Unlike many start-up founders, former investment banker Christopher Flinos wasn’t aiming to solve a problem when he started working on the concept for Hayvn, the Abu Dhabi Global Market-regulated virtual asset trading platform.
It was while working at Sterling Financial Services, a boutique investment bank he co-founded in Abu Dhabi with a former colleague from Merrill Lynch, that he spotted a major gap in cryptocurrency trading.
Or, as Mr Flinos, co-founder and chief executive of Hayvn, prefers to say, “We saw an opportunity the size of a bus”.
That was about six years ago, a time when there were few opportunities for retail investors to carry out large trades in cryptocurrencies on established platforms or through over-the-counter (OTC) trading desks.
“At the time, there was a ‘no man's land’ of WhatsApp groups and cash trades and things like that,” Mr Flinos, from Melbourne, Australia, says.
“I was trying to put some large trades on for a client and for myself, and I was watching how these transactions had to happen. All they were buying were Bitcoin and Ethereum but they were of significant size … so there wasn't anything available in the market.
“My view was that this can't continue. The technology is too good for this sort of trading to continue indefinitely, so the idea started with the trading desk.”
Mr Flinos and fellow founder Ahmed Ismail set up Hayvn in 2018 by adapting their “investment bank DNA” to create a platform that offered investors a regulated “safe haven” in the “anti-establishment”, often volatile world of cryptocurrencies, he says.
“Our business isn't built on the blockchain but all the products that we use are, so I think everybody quite likes that approach,” Mr Flinos says.
“And the best thing about it is, I don't need to reinvent the wheel; I just have to go about doing what I normally would have done if I was working at Merrill, but just be you.”
In recent years, the UAE has emerged as a global centre for virtual assets.
In March last year, Dubai adopted the Dubai Virtual Asset Regulation Law, which aims to create an advanced legal framework to protect investors and provide international standards for virtual asset industry governance that promotes responsible business growth in the emirate.

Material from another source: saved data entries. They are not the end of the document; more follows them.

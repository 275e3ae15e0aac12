//! The prediction pipeline as one stateful service.
//!
//! `PredictionService` owns the session, the history log and the signed-in
//! identity, and decides per call whether the remote service or the local
//! engine and store handle it. The desktop commands are thin wrappers over
//! its methods.

use std::sync::{Mutex, MutexGuard, PoisonError};
use std::time::Duration;

use chrono::{DateTime, Utc};
use serde::Serialize;
use tracing::{info, warn};

use crate::auth::{google_user, offline_user, validate_credentials, Identity, User};
use crate::catalog::{Symptom, SymptomCatalog};
use crate::error::MediPredictError;
use crate::history::{HistoryEntry, HistoryStore};
use crate::inference::{Prediction, RuleEngine};
use crate::recorder::SessionRecorder;
use crate::remote::RemoteClient;
use crate::session::{AnalysisTicket, PredictionSession, SessionSnapshot};
use crate::storage::Storage;

const UNAVAILABLE_NOTICE: &str =
    "The prediction service is unavailable. Using local predictions and history.";

/// Timing knobs for the simulated analysis.
#[derive(Debug, Clone, Copy, PartialEq, Eq)]
pub struct ServiceOptions {
    pub analysis_delay: Duration,
    /// Upper bound of a random extra delay
    pub analysis_jitter: Duration,
}

impl Default for ServiceOptions {
    fn default() -> Self {
        Self {
            analysis_delay: Duration::from_millis(1500),
            analysis_jitter: Duration::ZERO,
        }
    }
}

/// Which side produced a result.
#[derive(Debug, Clone, Copy, PartialEq, Eq, Serialize)]
#[serde(rename_all = "snake_case")]
pub enum Backend {
    Local,
    Remote,
}

#[derive(Debug, Clone, PartialEq, Serialize)]
pub struct ServiceStatus {
    pub configured: bool,
    pub available: bool,
    pub base_url: Option<String>,
    pub last_error: Option<String>,
    pub checked_at: Option<DateTime<Utc>>,
}

/// Result of one completed analysis.
///
/// A failed history write does not fail the analysis: the results are still
/// shown and `history_error` says why nothing was recorded.
#[derive(Debug, Clone, Serialize)]
pub struct PredictionOutcome {
    pub session: SessionSnapshot,
    pub backend: Backend,
    pub history_entry: Option<HistoryEntry>,
    pub history_error: Option<String>,
}

#[derive(Debug, Default)]
struct RemoteState {
    available: bool,
    last_error: Option<String>,
    checked_at: Option<DateTime<Utc>>,
}

pub struct PredictionService<S> {
    catalog: SymptomCatalog,
    engine: RuleEngine,
    recorder: SessionRecorder,
    options: ServiceOptions,
    remote: Option<RemoteClient>,
    remote_state: Mutex<RemoteState>,
    notices: Mutex<Vec<String>>,
    session: Mutex<PredictionSession>,
    history: Mutex<HistoryStore<S>>,
    identity: Mutex<Identity<S>>,
}

fn lock<T>(mutex: &Mutex<T>) -> MutexGuard<'_, T> {
    mutex.lock().unwrap_or_else(PoisonError::into_inner)
}

/// An analysis in flight. Dropping it before `settle` returns the session
/// to `Selecting`, so a cancelled call cannot leave it stuck in `Analyzing`.
struct PendingAnalysis<'a> {
    session: &'a Mutex<PredictionSession>,
    ticket: AnalysisTicket,
    settled: bool,
}

impl PendingAnalysis<'_> {
    fn settle(&mut self) {
        self.settled = true;
    }
}

impl Drop for PendingAnalysis<'_> {
    fn drop(&mut self) {
        if self.settled {
            return;
        }
        // A stale ticket leaves the session alone.
        if lock(self.session).abort(&self.ticket).is_ok() {
            info!("Analysis {} cancelled", self.ticket.generation());
        }
    }
}

impl<S: Storage> PredictionService<S> {
    pub fn new(
        engine: RuleEngine,
        history: HistoryStore<S>,
        identity: Identity<S>,
        options: ServiceOptions,
    ) -> Self {
        let catalog = SymptomCatalog::builtin();
        let notices = history
            .discarded_on_load()
            .map(|reason| vec![format!("Your saved history could not be read and was reset. {}", reason)])
            .unwrap_or_default();

        Self {
            recorder: SessionRecorder::new(catalog.clone()),
            session: Mutex::new(PredictionSession::new(catalog.clone())),
            catalog,
            engine,
            options,
            remote: None,
            remote_state: Mutex::new(RemoteState::default()),
            notices: Mutex::new(notices),
            history: Mutex::new(history),
            identity: Mutex::new(identity),
        }
    }

    /// Route predictions and history through `client` while it is healthy.
    /// The service is assumed reachable until a call or health check says otherwise.
    pub fn with_remote(mut self, client: RemoteClient) -> Self {
        self.remote = Some(client);
        lock(&self.remote_state).available = true;
        self
    }

    // -------------------------------------------------------------------------
    // Session
    // -------------------------------------------------------------------------

    pub fn symptoms(&self) -> Vec<Symptom> {
        self.catalog.all().to_vec()
    }

    pub fn session_snapshot(&self) -> SessionSnapshot {
        lock(&self.session).snapshot()
    }

    pub fn toggle_symptom(
        &self,
        symptom_id: &str,
        selected: bool,
    ) -> Result<SessionSnapshot, MediPredictError> {
        let mut session = lock(&self.session);
        session.toggle(symptom_id, selected)?;
        Ok(session.snapshot())
    }

    pub fn reset_session(&self) -> SessionSnapshot {
        let mut session = lock(&self.session);
        session.reset();
        session.snapshot()
    }

    /// Analyze the current selection and record the result.
    ///
    /// Fails with `Busy` while another analysis is running, and with `Stale`
    /// when the session was reset before the result arrived.
    pub async fn start_prediction(&self) -> Result<PredictionOutcome, MediPredictError> {
        let token = self.require_user()?;
        let mut pending = PendingAnalysis {
            session: &self.session,
            ticket: lock(&self.session).begin_analysis()?,
            settled: false,
        };
        let ticket = &pending.ticket;
        info!(
            "Analyzing {} symptoms (generation {})",
            ticket.selection().len(),
            ticket.generation()
        );

        let delay = self.analysis_delay();
        if !delay.is_zero() {
            tokio::time::sleep(delay).await;
        }

        let (predictions, backend) = self.infer(ticket.selection(), token.as_deref()).await;

        let session = {
            let mut session = lock(&self.session);
            session.complete(ticket, predictions.clone()).map_err(|e| {
                info!("Discarding result of generation {}", ticket.generation());
                e
            })?;
            session.snapshot()
        };
        let selection = ticket.selection().to_vec();
        pending.settle();

        // The remote service keeps its own history of remote predictions.
        let (history_entry, history_error) = match backend {
            Backend::Remote => (None, None),
            Backend::Local => {
                let mut history = lock(&self.history);
                match self
                    .recorder
                    .record(&mut history, &selection, &predictions)
                {
                    Ok(entry) => (Some(entry), None),
                    Err(e) => {
                        warn!("Prediction shown but not saved to history: {}", e);
                        (None, Some(e.to_string()))
                    }
                }
            }
        };

        Ok(PredictionOutcome {
            session,
            backend,
            history_entry,
            history_error,
        })
    }

    fn analysis_delay(&self) -> Duration {
        let jitter_ms = self.options.analysis_jitter.as_millis() as u64;
        let jitter = if jitter_ms == 0 {
            0
        } else {
            rand::random_range(0..=jitter_ms)
        };
        self.options.analysis_delay + Duration::from_millis(jitter)
    }

    async fn infer(&self, selection: &[String], token: Option<&str>) -> (Vec<Prediction>, Backend) {
        if let (Some(remote), Some(token)) = (self.usable_remote(), token) {
            match remote.predict(token, selection).await {
                Ok(predictions) => return (predictions, Backend::Remote),
                Err(e) => {
                    warn!("Remote prediction failed, using local engine: {}", e);
                    self.remote_failed(&e);
                }
            }
        }
        (self.engine.infer(selection), Backend::Local)
    }

    // -------------------------------------------------------------------------
    // History
    // -------------------------------------------------------------------------

    /// The history log, newest first.
    pub async fn list_history(&self) -> Result<Vec<HistoryEntry>, MediPredictError> {
        let token = self.require_user()?;
        if let (Some(remote), Some(token)) = (self.usable_remote(), token.as_deref()) {
            match remote.history(token).await {
                Ok(entries) => return Ok(entries),
                Err(e) => {
                    warn!("Remote history unavailable, showing local history: {}", e);
                    self.remote_failed(&e);
                }
            }
        }
        Ok(lock(&self.history).list())
    }

    /// Delete one entry. Returns false when the local log has no such id.
    pub async fn delete_history_entry(&self, id: &str) -> Result<bool, MediPredictError> {
        let token = self.require_user()?;
        if let (Some(remote), Some(token)) = (self.usable_remote(), token.as_deref()) {
            match remote.delete_history(token, id).await {
                Ok(()) => return Ok(true),
                Err(e) if e.is_validation() => return Err(e),
                Err(e) => {
                    warn!("Remote delete failed, deleting locally: {}", e);
                    self.remote_failed(&e);
                }
            }
        }
        lock(&self.history).delete(id)
    }

    pub async fn clear_history(&self) -> Result<(), MediPredictError> {
        let token = self.require_user()?;
        if let (Some(remote), Some(token)) = (self.usable_remote(), token.as_deref()) {
            match remote.clear_history(token).await {
                Ok(()) => return Ok(()),
                Err(e) => {
                    warn!("Remote clear failed, clearing locally: {}", e);
                    self.remote_failed(&e);
                }
            }
        }
        lock(&self.history).clear()
    }

    // -------------------------------------------------------------------------
    // Remote service state
    // -------------------------------------------------------------------------

    /// Check the remote service. A failed check queues one notice for the UI.
    pub async fn check_service(&self) -> ServiceStatus {
        if let Some(remote) = &self.remote {
            let healthy = remote.health().await;
            {
                let mut state = lock(&self.remote_state);
                state.available = healthy;
                state.checked_at = Some(Utc::now());
                state.last_error = (!healthy).then(|| "Health check failed".to_string());
            }
            if !healthy {
                self.push_notice(UNAVAILABLE_NOTICE);
            }
        }
        self.status()
    }

    pub fn status(&self) -> ServiceStatus {
        let state = lock(&self.remote_state);
        ServiceStatus {
            configured: self.remote.is_some(),
            available: self.remote.is_some() && state.available,
            base_url: self.remote.as_ref().map(|r| r.base_url().to_string()),
            last_error: state.last_error.clone(),
            checked_at: state.checked_at,
        }
    }

    /// Oldest pending notice, removing it from the queue.
    pub fn take_notice(&self) -> Option<String> {
        let mut notices = lock(&self.notices);
        (!notices.is_empty()).then(|| notices.remove(0))
    }

    fn push_notice(&self, notice: &str) {
        let mut notices = lock(&self.notices);
        if !notices.iter().any(|n| n == notice) {
            notices.push(notice.to_string());
        }
    }

    fn usable_remote(&self) -> Option<&RemoteClient> {
        let available = lock(&self.remote_state).available;
        self.remote.as_ref().filter(|_| available)
    }

    /// Rejected credentials do not say anything about reachability; every
    /// other failure marks the service unavailable until the next good health check.
    fn remote_failed(&self, error: &MediPredictError) {
        // Rejected before any request was sent, or by the server for the user.
        if error.is_validation() || matches!(error, MediPredictError::Unauthenticated) {
            return;
        }
        let was_available = {
            let mut state = lock(&self.remote_state);
            let was_available = state.available;
            state.available = false;
            state.last_error = Some(error.to_string());
            state.checked_at = Some(Utc::now());
            was_available
        };
        if was_available {
            self.push_notice(UNAVAILABLE_NOTICE);
        }
    }

    // -------------------------------------------------------------------------
    // Identity
    // -------------------------------------------------------------------------

    /// Sign in. With a remote service the service checks the password; if it
    /// cannot be reached the sign-in continues offline.
    pub async fn login(&self, email: &str, password: &str) -> Result<User, MediPredictError> {
        validate_credentials(email, password)?;
        let email = email.trim();

        let (user, token) = match self.usable_remote() {
            Some(remote) => match remote.login(email, password).await {
                Ok((token, user)) => (user, Some(token)),
                Err(MediPredictError::Unauthenticated) => {
                    return Err(MediPredictError::Validation(
                        "Invalid email or password".to_string(),
                    ))
                }
                Err(e) => {
                    warn!("Remote login failed, signing in offline: {}", e);
                    self.remote_failed(&e);
                    (offline_user(email), None)
                }
            },
            None => (offline_user(email), None),
        };

        lock(&self.identity).sign_in(user, token)
    }

    pub fn login_with_google(&self) -> Result<User, MediPredictError> {
        lock(&self.identity).sign_in(google_user(), None)
    }

    /// Sign out and start over with an empty session.
    pub fn logout(&self) -> Result<(), MediPredictError> {
        lock(&self.identity).sign_out()?;
        lock(&self.session).reset();
        Ok(())
    }

    pub fn current_user(&self) -> Option<User> {
        lock(&self.identity).current_user().cloned()
    }

    pub fn is_user_present(&self) -> bool {
        lock(&self.identity).is_user_present()
    }

    fn require_user(&self) -> Result<Option<String>, MediPredictError> {
        let identity = lock(&self.identity);
        if !identity.is_user_present() {
            return Err(MediPredictError::Unauthenticated);
        }
        Ok(identity.token().map(str::to_string))
    }
}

It also established the Virtual Asset Regulatory Authority (Vara) as an independent body to regulate the sector throughout the emirate, including special development zones and free zones, but excluding the Dubai International Financial Centre.
Last September, the Financial Services Regulatory Authority, the regulator of the ADGM, published guiding principles on its approach to virtual asset regulation and supervision to outline its expectations for the asset class and service providers in the sector.
Watch: What is Bitcoin and how did it start?
The principles complement ADGM’s regulatory framework for spot virtual asset activities, the financial regulator said at the time.
Hayvn is now regulated in three financial jurisdictions: Abu Dhabi, Australia and the Cayman Islands.
Its services have expanded from the original OTC cryptocurrency trading business to include digital asset custodial services, asset management and digital payments.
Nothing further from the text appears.